Posted on Tuesday, January 5th, 2010 by Russ Fischer
We’ve written briefly before about Killing Bono, a film based on the book by Neil McCormick. The author was a schoolmate of Bono’s, and had his own band struggling in the shadow of U2 in megaband’s early days. Directed by Nick Hamm, the film stars Ben Barnes as McCormick and Krysten Ritter in a tale that probably isn’t nearly as close to a U2 biopic as many are going to assume. Come on — it’s called Killing Bono! This is hardly the official story of U2.

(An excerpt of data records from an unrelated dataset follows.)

use serde::{Deserialize, Serialize};
use serde_json::Value;
use std::fmt;

#[derive(Debug, Clone, Copy, PartialEq, Eq, Serialize, Deserialize)]
#[serde(rename_all = "snake_case")]
pub enum ErrorCode {
    BadRequest,
    NotFound,
    Conflict,
    PreconditionFailed,
    PreconditionRequired,
    NotImplemented,
    Internal,
}

impl ErrorCode {
    /// HTTP status the code maps to when the error leaves the service.
    pub fn status_code(&self) -> u16 {
        match self {
            ErrorCode::BadRequest => 400,
            ErrorCode::NotFound => 404,
            ErrorCode::Conflict => 409,
            ErrorCode::PreconditionFailed => 412,
            ErrorCode::PreconditionRequired => 428,
            ErrorCode::NotImplemented => 501,
            ErrorCode::Internal => 500,
        }
    }
}

impl fmt::Display for ErrorCode {
    fn fmt(&self, f: &mut fmt::Formatter<'_>) -> fmt::Result {
        let s = match self {
            ErrorCode::BadRequest => "bad_request",
            ErrorCode::NotFound => "not_found",
            ErrorCode::Conflict => "conflict",
            ErrorCode::PreconditionFailed => "precondition_failed",
            ErrorCode::PreconditionRequired => "precondition_required",
            ErrorCode::NotImplemented => "not_implemented",
            ErrorCode::Internal => "internal",
        };
        write!(f, "{}", s)
    }
}

/// Application-level error raised while evaluating query options or
/// serving a single request.
#[derive(Debug, Clone, PartialEq, Serialize, Deserialize)]
pub struct ODataError {
    pub code: ErrorCode,
    pub message: String,
    #[serde(skip_serializing_if = "Option::is_none")]
    pub target: Option<String>,
    #[serde(skip_serializing_if = "Option::is_none")]
    pub details: Option<Value>,
}

impl ODataError {
    pub fn new(code: ErrorCode, message: impl Into<String>) -> Self {
        ODataError {
            code,
            message: message.into(),
            target: None,
            details: None,
        }
    }

    pub fn with_target(mut self, target: impl Into<String>) -> Self {
        self.target = Some(target.into());
        self
    }

    pub fn with_details(mut self, details: Value) -> Self {
        self.details = Some(details);
        self
    }

    pub fn bad_request(message: impl Into<String>) -> Self {
        Self::new(ErrorCode::BadRequest, message)
    }

    pub fn not_found(message: impl Into<String>) -> Self {
        Self::new(ErrorCode::NotFound, message)
    }

    pub fn conflict(message: impl Into<String>) -> Self {
        Self::new(ErrorCode::Conflict, message)
    }

    pub fn not_implemented(message: impl Into<String>) -> Self {
        Self::new(ErrorCode::NotImplemented, message)
    }

    pub fn internal(message: impl Into<String>) -> Self {
        Self::new(ErrorCode::Internal, message)
    }

    /// A literal or value could not be converted to the requested EDM type.
    pub fn cast_failed(value: impl fmt::Display, target: impl fmt::Display) -> Self {
        Self::bad_request(format!("Cast of '{}' to {} failed", value, target))
    }

    pub fn status_code(&self) -> u16 {
        self.code.status_code()
    }

    /// JSON error body in the OData v4 `{"error": {...}}` shape.
    pub fn to_json(&self) -> Value {
        let mut error = serde_json::json!({
            "code": self.code.to_string(),
            "message": self.message,
        });
        if let Some(target) = &self.target {
            error["target"] = Value::String(target.clone());
        }
        if let Some(details) = &self.details {
            error["details"] = details.clone();
        }
        serde_json::json!({ "error": error })
    }
}

impl fmt::Display for ODataError {
    fn fmt(&self, f: &mut fmt::Formatter<'_>) -> fmt::Result {
        write!(f, "{:?}: {}", self.code, self.message)
    }
}

impl std::error::Error for ODataError {}

impl From<serde_json::Error> for ODataError {
    fn from(err: serde_json::Error) -> Self {
        ODataError::bad_request(format!("JSON error: {}", err))
    }
}

impl From<crate::etag::PreconditionError> for ODataError {
    fn from(err: crate::etag::PreconditionError) -> Self {
        let code = match err {
            crate::etag::PreconditionError::Failed(_) => ErrorCode::PreconditionFailed,
            crate::etag::PreconditionError::Required => ErrorCode::PreconditionRequired,
        };
        ODataError::new(code, err.to_string())
    }
}

impl From<crate::query::parser::ParseError> for ODataError {
    fn from(err: crate::query::parser::ParseError) -> Self {
        ODataError::bad_request(err.to_string())
    }
}

pub type ODataResult<T> = Result<T, ODataError>;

Hamm’s version of McCormick’s novel, based on a script by Dick Clement and Ian La Frenais, starts shooting next week. A few more cast members have been added: Robert Sheehan, as McCormick’s brother Ivan, with whom he forms a band, for one. Then Charlie Cox and Jason Byrne are in the mix, too.
Rather than a film about U2, what this should be is a story about not making it. As the book has been described, “The author of this exuberant rock memoir went to school with the members of super-group U2 and stayed friends with Bono (ne Paul Hewson) as he rose from garage-band front-man to rock colossus to world dignitary…But the book is less about the distant figure of Bono than about McCormick’s feverish quest to emulate his success in a series of bands; he spent 10 thrilling, agonizing years on the brink of making it. The result is a funny, jaundiced celebration of rock ‘n’ roll fantasy and reality.”
The obvious question is to what extent any of U2′s music will appear in the film, and what they’ll have to do with it in general. Despite the title, the relationship between McCormick and the band doesn’t appear to be antagonistic, as Bono wrote the foreward to the book.